However, debate is already joined -- and wheels are turning in Washington policy basements -- so let me throw this out for readers to chew over.
Nobel economist Myron Scholes first floated the idea over lunch at a Riksbank forum in August. "I wonder whether Bernanke might not say that 'we believe in a harmonized world, that the Europeans are our friends, and we know that the ECB can't print money to buy bonds because the Germans won't let them. And since the ECB will soon run out of money, we will step in and start buying European government bonds for them.' It is something to think about," he said.
This is not as eccentric as it sounds. The Fed's Ben Bernanke touched on the theme in a speech in November 2002 -- "Deflation: making sure it doesn't happen here" -- now viewed as his policy "road map" in extremis.
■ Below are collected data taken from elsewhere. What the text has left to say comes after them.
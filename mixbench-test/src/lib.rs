//! Test utilities for mixbench and its stores.
//!
//! This crate provides utilities to facilitate testing of benchmarks against stores that
//! misbehave. See the modules for all available utilities.

pub mod faulty;
pub mod tracing;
"The Fed can inject money into the economy in still other ways. For example, the Fed has the authority to buy foreign government debt. Potentially, this class of assets offers huge scope for Fed operations," he said.
Berkeley's Brad DeLong said it is time for Bernanke to act on this as the world lurches straight into 1931 and a Great Depression II. "The Federal Reserve needs to buy up every single European bond owned by every single American financial institution for cash," he said.
The Fed could buy E2 trillion of EMU debt or more, intervening with crushing power. The credible threat of such action by the world's paramount monetary force might alone bring Italian and Spanish yields back down below 5 percent before one bent nickel is even spent.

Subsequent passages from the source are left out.